Sunday, October 19, 2008

Emerging market OR Submerging market? Ask FIIs

There is a tendency among Indian investors to portray FIIs as villains. There is a general belief that FIIs benefited when Indian stock markets scaled new peaks last year and when the markets started falling, FIIs made a timely exit - leaving the Indian retail investors high and dry. I have been wondering how true it is and now I have the answer.

The Economic Times, the most widely read Indian business daily, carried an interesting article:

“Foreign institutional investors (FIIs) have played a major role in pushing up the index and pulling it down, hurting themselves in the process.

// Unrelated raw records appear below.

//! Integration tests for the messaging crate.

#[cfg(test)]
mod tests {
    use chime_messaging::*;
    use chime_messaging_config::ValidationConfig;

    const APP_INSTANCE: &str = "arn:aws:chime:us-east-1:123456789012:app-instance/app";
    const CHANNEL: &str = "arn:aws:chime:us-east-1:123456789012:app-instance/app/channel/general";
    const ANA: &str = "arn:aws:chime:us-east-1:123456789012:app-instance/app/user/ana";
    const BO: &str = "arn:aws:chime:us-east-1:123456789012:app-instance/app/user/bo";
    const FUNCTION_ARN: &str = "arn:aws:lambda:us-east-1:123456789012:function:moderate";

    #[test]
    fn test_channel_lifecycle_payloads() {
        let config = ValidationConfig::default();

        let mut create = CreateChannelRequest {
            mode: Some(ChannelMode::Unrestricted),
            privacy: Some(ChannelPrivacy::Public),
            member_arns: Some(vec![BO.to_string()]),
            tags: Some(vec![Tag::new("team", "core")]),
            ..CreateChannelRequest::new(APP_INSTANCE, "general", ANA)
        };
        create.ensure_client_request_token();
        let payload = create.to_payload(&config).unwrap();
        let value: serde_json::Value = serde_json::from_str(&payload).unwrap();
        assert_eq!(value["MemberArns"][0], BO);
        assert_eq!(value["Tags"][0]["Value"], "core");

        let created =
            CreateChannelRequest::parse_output(&format!(r#"{{"ChannelArn": "{}"}}"#, CHANNEL))
                .unwrap();
        assert_eq!(created.channel_arn.as_deref(), Some(CHANNEL));

        let describe = DescribeChannelRequest {
            channel_arn: CHANNEL.to_string(),
            chime_bearer: ANA.to_string(),
        };
        assert!(describe.to_payload(&config).is_ok());

        let described = DescribeChannelRequest::parse_output(&format!(
            r#"{{"Channel": {{"Name": "general", "ChannelArn": "{}", "Mode": "UNRESTRICTED",
                "Privacy": "PUBLIC", "CreatedBy": {{"Arn": "{}", "Name": "ana"}},
                "ElasticChannelConfiguration": {{"MaximumSubChannels": 10,
                "TargetMembershipsPerSubChannel": 100, "MinimumMembershipPercentage": 10}}}}}}"#,
            CHANNEL, ANA
        ))
        .unwrap();
        let channel = described.channel.unwrap();
        assert!(channel.is_elastic());
        assert!(!channel.is_restricted());
        assert!(!channel.has_channel_flow());

        let delete = DeleteChannelRequest {
            channel_arn: CHANNEL.to_string(),
            chime_bearer: ANA.to_string(),
        };
        assert!(delete.to_payload(&config).is_ok());
        assert_eq!(DeleteChannelRequest::parse_output("").unwrap(), NoContent {});
    }

    #[test]
    fn test_channel_equality_follows_fields() {
        let channel = Channel {
            name: Some("general".to_string()),
            channel_arn: Some(CHANNEL.to_string()),
            mode: Some(ChannelMode::Restricted),
            privacy: Some(ChannelPrivacy::Private),
            metadata: Some("{}".to_string()),
            ..Default::default()
        };
        assert_eq!(channel, channel.clone());

        let variants = [
            Channel { name: Some("random".to_string()), ..channel.clone() },
            Channel { channel_arn: Some(format!("{}-2", CHANNEL)), ..channel.clone() },
            Channel { mode: Some(ChannelMode::Unrestricted), ..channel.clone() },
            Channel { privacy: Some(ChannelPrivacy::Public), ..channel.clone() },
            Channel { metadata: None, ..channel.clone() },
        ];
        for variant in &variants {
            assert_ne!(&channel, variant);
        }
    }

    #[test]
    fn test_channel_flow_pipeline() {
        let config = ValidationConfig::default();
        let processors = vec![
            Processor::new(
                "scrub",
                ProcessorConfiguration::lambda(FUNCTION_ARN),
                2,
                FallbackAction::Continue,
            ),
            Processor::new(
                "gate",
                ProcessorConfiguration::lambda(FUNCTION_ARN),
                1,
                FallbackAction::Abort,
            ),
        ];
        let mut create =
            CreateChannelFlowRequest::new(APP_INSTANCE, "moderation", processors.clone());
        create.ensure_client_request_token();
        assert!(create.to_payload(&config).is_ok());

        let flow = ChannelFlow {
            processors: Some(processors),
            ..Default::default()
        };
        let order: Vec<&str> = flow.ordered_processors().iter().map(|p| p.name.as_str()).collect();
        assert_eq!(order, vec!["gate", "scrub"]);

        let callback = ChannelFlowCallbackRequest::new(
            CHANNEL,
            ChannelMessageCallback {
                message_id: "msg-1".to_string(),
                content: Some("[redacted]".to_string()),
                ..Default::default()
            },
        );
        let payload = callback.to_payload(&config).unwrap();
        assert!(payload.contains("\"CallbackId\""));
        assert!(payload.contains("\"ChannelMessage\":{\"MessageId\":\"msg-1\""));
    }

    #[test]
    fn test_messaging_round() {
        let config = ValidationConfig::default();

        let mut send = SendChannelMessageRequest {
            push_notification: Some(PushNotificationConfiguration {
                title: Some("general".to_string()),
                body: Some("ana: hi".to_string()),
                notification_type: Some(PushNotificationType::Default),
            }),
            ..SendChannelMessageRequest::new(CHANNEL, "hi", ANA)
        };
        send.add_message_attributes_entry("mentions", MessageAttributeValue::from_strings([BO]))
            .unwrap()
            .add_message_attributes_entry("lang", MessageAttributeValue::from_strings(["en"]))
            .unwrap();
        let payload = send.to_payload(&config).unwrap();

        // attribute maps render in key order
        assert!(payload.find("\"lang\"").unwrap() < payload.find("\"mentions\"").unwrap());

        let listed = ListChannelMessagesRequest::parse_output(
            r#"{"ChannelArn": "c", "ChannelMessages": [
                {"MessageId": "m-2", "Content": "hi", "CreatedTimestamp": 1700000001.5,
                 "MessageAttributes": {"lang": {"StringValues": ["en"]}}},
                {"MessageId": "m-1", "Type": "CONTROL", "CreatedTimestamp": 1700000000}
            ], "NextToken": "page-2"}"#,
        )
        .unwrap();
        let messages = listed.channel_messages.unwrap();
        assert_eq!(messages.len(), 2);
        assert_eq!(
            messages[0].created_timestamp.map(|t| t.timestamp_millis()),
            Some(1_700_000_001_500)
        );
        assert_eq!(messages[1].message_type, Some(ChannelMessageType::Control));
        assert_eq!(listed.next_token.as_deref(), Some("page-2"));
    }

    #[test]
    fn test_validation_can_be_disabled() {
        let request = SendChannelMessageRequest::new(CHANNEL, "", ANA);

        let err = request.to_payload(&ValidationConfig::default()).unwrap_err();
        assert!(matches!(err, MessagingError::Validation { ref field, .. } if field == "Content"));

        let payload = request.to_payload(&ValidationConfig { enforce: false }).unwrap();
        assert!(payload.contains("\"Content\":\"\""));
    }

    #[test]
    fn test_enum_parsing_and_errors() {
        assert_eq!("RESTRICTED".parse::<ChannelMode>().unwrap(), ChannelMode::Restricted);
        assert_eq!(
            "ChannelMessage".parse::<MessagingDataType>().unwrap(),
            MessagingDataType::ChannelMessage
        );

        let err = "restricted".parse::<ChannelMode>().unwrap_err();
        assert!(matches!(err, MessagingError::InvalidEnumValue { type_name: "ChannelMode", .. }));

        let err = serde_json::from_str::<Channel>(r#"{"Mode": "OPEN"}"#).unwrap_err();
        assert!(err.to_string().contains("OPEN"));
    }

    #[test]
    fn test_unknown_enum_in_response_is_an_enum_error() {
        let err = DescribeChannelRequest::parse_output(r#"{"Channel": {"Mode": "OPEN"}}"#)
            .unwrap_err();
        let MessagingError::InvalidEnumValue { type_name, value } = err else {
            panic!("expected an enum error");
        };
        assert_eq!(type_name, "ChannelMode");
        assert_eq!(value, "OPEN");

        let err = GetChannelMessageRequest::parse_output(
            r#"{"ChannelMessage": {"MessageId": "m-1", "Persistence": "TRANSIENT"}}"#,
        )
        .unwrap_err();
        assert!(matches!(
            err,
            MessagingError::InvalidEnumValue { type_name: "ChannelMessagePersistenceType", .. }
        ));

        let err = DescribeChannelRequest::parse_output(r#"{"Channel": {"Mode": 1}}"#).unwrap_err();
        assert!(matches!(err, MessagingError::Serialization(_)));
    }

    #[test]
    fn test_message_display_shows_instants() {
        let listed = ListChannelMessagesRequest::parse_output(
            r#"{"ChannelMessages": [{"MessageId": "m-1", "CreatedTimestamp": 1700000000.5}]}"#,
        )
        .unwrap();
        let message = &listed.channel_messages.unwrap()[0];
        assert_eq!(
            message.to_string(),
            "{MessageId: m-1, CreatedTimestamp: 2023-11-14T22:13:20.500Z}"
        );
    }

    #[test]
    fn test_batch_membership_and_moderation() {
        let config = ValidationConfig::default();

        let batch = BatchCreateChannelMembershipRequest {
            channel_arn: CHANNEL.to_string(),
            member_arns: vec![BO.to_string()],
            chime_bearer: ANA.to_string(),
            ..Default::default()
        };
        assert!(batch.to_payload(&config).is_ok());

        let ban = CreateChannelBanRequest {
            channel_arn: CHANNEL.to_string(),
            member_arn: BO.to_string(),
            chime_bearer: ANA.to_string(),
        };
        assert_eq!(
            ban.to_string(),
            format!("{{ChannelArn: {}, MemberArn: {}, ChimeBearer: {}}}", CHANNEL, BO, ANA)
        );

        let moderator = CreateChannelModeratorRequest {
            channel_arn: CHANNEL.to_string(),
            channel_moderator_arn: BO.to_string(),
            chime_bearer: ANA.to_string(),
        };
        assert_eq!(moderator.chime_bearer(), Some(ANA));
        assert!(moderator.to_payload(&config).is_ok());
    }

    #[test]
    fn test_error_codes_cover_service_errors() {
        assert_eq!(ErrorCode::values().len(), 15);
        assert_eq!(
            serde_json::to_string(&ErrorCode::ServiceUnavailable).unwrap(),
            "\"ServiceUnavailable\""
        );
    }
}
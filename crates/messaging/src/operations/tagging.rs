//! Resource tags.

use serde::{Deserialize, Serialize};

use super::{NoContent, Operation};
use crate::entities::Tag;
use crate::types::MessagingResult;
use crate::utils::display::impl_display;
use crate::utils::validation::{Validate, Validator};

#[derive(Debug, Clone, Default, PartialEq, Eq, Hash, Serialize, Deserialize)]
#[serde(rename_all = "PascalCase")]
pub struct TagResourceRequest {
    #[serde(rename = "ResourceARN")]
    pub resource_arn: String,
    pub tags: Vec<Tag>,
}

impl Validate for TagResourceRequest {
    fn validate(&self) -> MessagingResult<()> {
        Validator::length("ResourceARN", &self.resource_arn, 1, 1011)?;
        Validator::arn("ResourceARN", &self.resource_arn)?;
        Validator::list_length("Tags", self.tags.len(), 1, 50)?;
        Validator::each("Tags", &self.tags)
    }
}

impl Operation for TagResourceRequest {
    const NAME: &'static str = "TagResource";
    type Output = NoContent;
}

#[derive(Debug, Clone, Default, PartialEq, Eq, Hash, Serialize, Deserialize)]
#[serde(rename_all = "PascalCase")]
pub struct UntagResourceRequest {
    #[serde(rename = "ResourceARN")]
    pub resource_arn: String,
    pub tag_keys: Vec<String>,
}

impl Validate for UntagResourceRequest {
    fn validate(&self) -> MessagingResult<()> {
        Validator::length("ResourceARN", &self.resource_arn, 1, 1011)?;
        Validator::arn("ResourceARN", &self.resource_arn)?;
        Validator::list_length("TagKeys", self.tag_keys.len(), 1, 50)?;
        for (i, key) in self.tag_keys.iter().enumerate() {
            Validator::length(&format!("TagKeys[{}]", i), key, 1, 128)?;
        }
        Ok(())
    }
}

impl Operation for UntagResourceRequest {
    const NAME: &'static str = "UntagResource";
    type Output = NoContent;
}

#[derive(Debug, Clone, Default, PartialEq, Eq, Hash, Serialize, Deserialize)]
#[serde(rename_all = "PascalCase")]
pub struct ListTagsForResourceRequest {
    #[serde(rename = "ResourceARN")]
    pub resource_arn: String,
}

impl Validate for ListTagsForResourceRequest {
    fn validate(&self) -> MessagingResult<()> {
        Validator::length("ResourceARN", &self.resource_arn, 1, 1011)?;
        Validator::arn("ResourceARN", &self.resource_arn)
    }
}

impl Operation for ListTagsForResourceRequest {
    const NAME: &'static str = "ListTagsForResource";
    type Output = ListTagsForResourceResponse;
}

#[serde_with::skip_serializing_none]
#[derive(Debug, Clone, Default, PartialEq, Eq, Hash, Serialize, Deserialize)]
#[serde(rename_all = "PascalCase", default)]
pub struct ListTagsForResourceResponse {
    pub tags: Option<Vec<Tag>>,
}

impl_display!(
    TagResourceRequest,
    UntagResourceRequest,
    ListTagsForResourceRequest,
    ListTagsForResourceResponse,
);
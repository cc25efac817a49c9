//! Requests and responses of the messaging service operations.
//!
//! Every request implements [`Operation`], which names the service operation,
//! ties the request to its output type and provides the serialization
//! boundary where client-side validation is enforced.

use chime_messaging_config::ValidationConfig;
use serde::de::DeserializeOwned;
use serde::{Deserialize, Serialize};
use tracing::{debug, trace};

use crate::types::MessagingResult;
use crate::utils::validation::{Validate, Validator};

mod channel;
mod channel_flow;
mod membership;
mod message;
mod moderation;
mod streaming;
mod tagging;

pub use channel::*;
pub use channel_flow::*;
pub use membership::*;
pub use message::*;
pub use moderation::*;
pub use streaming::*;
pub use tagging::*;

/// Output of operations that return no body
#[derive(Debug, Clone, Copy, Default, PartialEq, Eq, Hash, Serialize, Deserialize)]
pub struct NoContent {}

/// A request to the messaging service.
pub trait Operation: Validate + Serialize {
    /// Name of the service operation
    const NAME: &'static str;

    /// Response shape of the operation
    type Output: DeserializeOwned + Default;

    /// Value of the `x-amz-chime-bearer` header, for operations acting on
    /// behalf of an `AppInstanceUser`
    fn chime_bearer(&self) -> Option<&str> {
        None
    }

    /// Serialize the request, validating it first when enforcement is on
    fn to_payload(&self, validation: &ValidationConfig) -> MessagingResult<String> {
        if validation.enforce {
            if let Err(error) = self.validate() {
                debug!(
                    operation = Self::NAME,
                    %error,
                    "request rejected by client-side validation"
                );
                return Err(error);
            }
        }

        let payload = serde_json::to_string(self)?;
        trace!(operation = Self::NAME, bytes = payload.len(), "serialized request");
        Ok(payload)
    }

    /// Parse a response body, an empty body yields the default output
    fn parse_output(body: &str) -> MessagingResult<Self::Output> {
        if body.trim().is_empty() {
            return Ok(Self::Output::default());
        }
        Ok(serde_json::from_str(body)?)
    }
}

/// Validate the pagination parameters shared by list operations
pub(crate) fn validate_page(
    max_results: Option<i32>,
    next_token: Option<&str>,
) -> MessagingResult<()> {
    if let Some(max_results) = max_results {
        Validator::max_results("MaxResults", max_results)?;
    }
    if let Some(next_token) = next_token {
        Validator::next_token("NextToken", next_token)?;
    }
    Ok(())
}
//! Error types for the messaging model.

use once_cell::sync::Lazy;
use regex::Regex;
use thiserror::Error;

use super::enums;

/// Message serde_json reports when an enum's `FromStr` rejects a value
static INVALID_ENUM_IN_JSON: Lazy<Regex> = Lazy::new(|| {
    Regex::new(r"(?s)^Invalid value '(.*)' for (\w+)(?: at line \d+ column \d+)?$")
        .expect("enum error pattern is valid")
});

/// Result type alias for model operations
pub type MessagingResult<T> = Result<T, MessagingError>;

/// Main error type for the messaging model
#[derive(Debug, Error)]
pub enum MessagingError {
    #[error("Validation error on {field}: {message}")]
    Validation { field: String, message: String },

    #[error("Duplicate key '{key}' in {field}")]
    DuplicateKey { field: String, key: String },

    #[error("Invalid value '{value}' for {type_name}")]
    InvalidEnumValue {
        type_name: &'static str,
        value: String,
    },

    #[error("Serialization error: {0}")]
    Serialization(#[source] serde_json::Error),
}

impl From<serde_json::Error> for MessagingError {
    /// Unknown enum values inside a payload surface as `InvalidEnumValue`,
    /// everything else as `Serialization`.
    fn from(error: serde_json::Error) -> Self {
        if error.is_data() {
            let message = error.to_string();
            if let Some(captures) = INVALID_ENUM_IN_JSON.captures(&message) {
                if let Some(type_name) = enums::type_name(&captures[2]) {
                    return Self::invalid_enum_value(type_name, &captures[1]);
                }
            }
        }
        Self::Serialization(error)
    }
}

impl MessagingError {
    /// Create a validation error for a field
    pub fn validation(field: impl Into<String>, message: impl Into<String>) -> Self {
        Self::Validation {
            field: field.into(),
            message: message.into(),
        }
    }

    /// Create a duplicate key error for a map field
    pub fn duplicate_key(field: impl Into<String>, key: impl Into<String>) -> Self {
        Self::DuplicateKey {
            field: field.into(),
            key: key.into(),
        }
    }

    /// Create an unknown enum value error
    pub fn invalid_enum_value(type_name: &'static str, value: impl Into<String>) -> Self {
        Self::InvalidEnumValue {
            type_name,
            value: value.into(),
        }
    }

    /// Prefix the field path of a validation error with the enclosing field.
    ///
    /// Other variants are returned unchanged.
    pub fn nested(self, parent: impl AsRef<str>) -> Self {
        match self {
            Self::Validation { field, message } => Self::Validation {
                field: format!("{}.{}", parent.as_ref(), field),
                message,
            },
            other => other,
        }
    }

    /// Field path the error refers to, if any
    pub fn field(&self) -> Option<&str> {
        match self {
            Self::Validation { field, .. } | Self::DuplicateKey { field, .. } => Some(field),
            _ => None,
        }
    }
}

#[cfg(test)]
mod tests {
    use super::*;

    #[test]
    fn test_nested_prefixes_validation_field() {
        let error = MessagingError::validation("ResourceArn", "too long").nested("Lambda");
        assert_eq!(error.field(), Some("Lambda.ResourceArn"));

        let error = error.nested("Processors[0].Configuration");
        assert_eq!(
            error.field(),
            Some("Processors[0].Configuration.Lambda.ResourceArn")
        );
    }

    #[test]
    fn test_nested_leaves_other_errors_alone() {
        let error =
            MessagingError::duplicate_key("MessageAttributes", "k").nested("ChannelMessage");
        assert_eq!(error.field(), Some("MessageAttributes"));

        let error = MessagingError::invalid_enum_value("ChannelMode", "OPEN").nested("Channel");
        assert!(error.field().is_none());
        assert_eq!(error.to_string(), "Invalid value 'OPEN' for ChannelMode");
    }

    #[test]
    fn test_json_enum_errors_keep_their_kind() {
        let error: MessagingError = serde_json::from_str::<crate::types::ChannelMode>(r#""OPEN""#)
            .unwrap_err()
            .into();
        let MessagingError::InvalidEnumValue { type_name, value } = error else {
            panic!("expected an enum error");
        };
        assert_eq!(type_name, "ChannelMode");
        assert_eq!(value, "OPEN");

        let error: MessagingError = serde_json::from_str::<crate::types::ChannelMode>("3")
            .unwrap_err()
            .into();
        assert!(matches!(error, MessagingError::Serialization(_)));

        let error: MessagingError = serde_json::from_str::<crate::types::ChannelMode>("{")
            .unwrap_err()
            .into();
        assert!(matches!(error, MessagingError::Serialization(_)));
    }

    #[test]
    fn test_error_messages() {
        let error = MessagingError::validation("Metadata", "must be at most 1024 bytes");
        assert_eq!(
            error.to_string(),
            "Validation error on Metadata: must be at most 1024 bytes"
        );

        let error = MessagingError::duplicate_key("MessageAttributes", "color");
        assert_eq!(error.to_string(), "Duplicate key 'color' in MessageAttributes");
    }
}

During the ride of the sensex from 10,082 points on February 7, 2006 to 20,582 points on January 10, 2008, FIIs had made a net purchase worth Rs 1,00,951 crore (close to 22 billion USD). During this period, the FIIs provided the required liquidity and the cues for others to follow.

FIIs' net off-loading was to the tune of Rs 47,299 crore (close to 11 billion USD), dragging down the sensex from 20,582 points to 9,975 points”

This clearly shows that FIIs could not make a clean and complete exit and have, along with Indian investors, burnt their fingers getting carried away by the euphoria caused by the Fed’s slashing of benchmark rate in September 2007.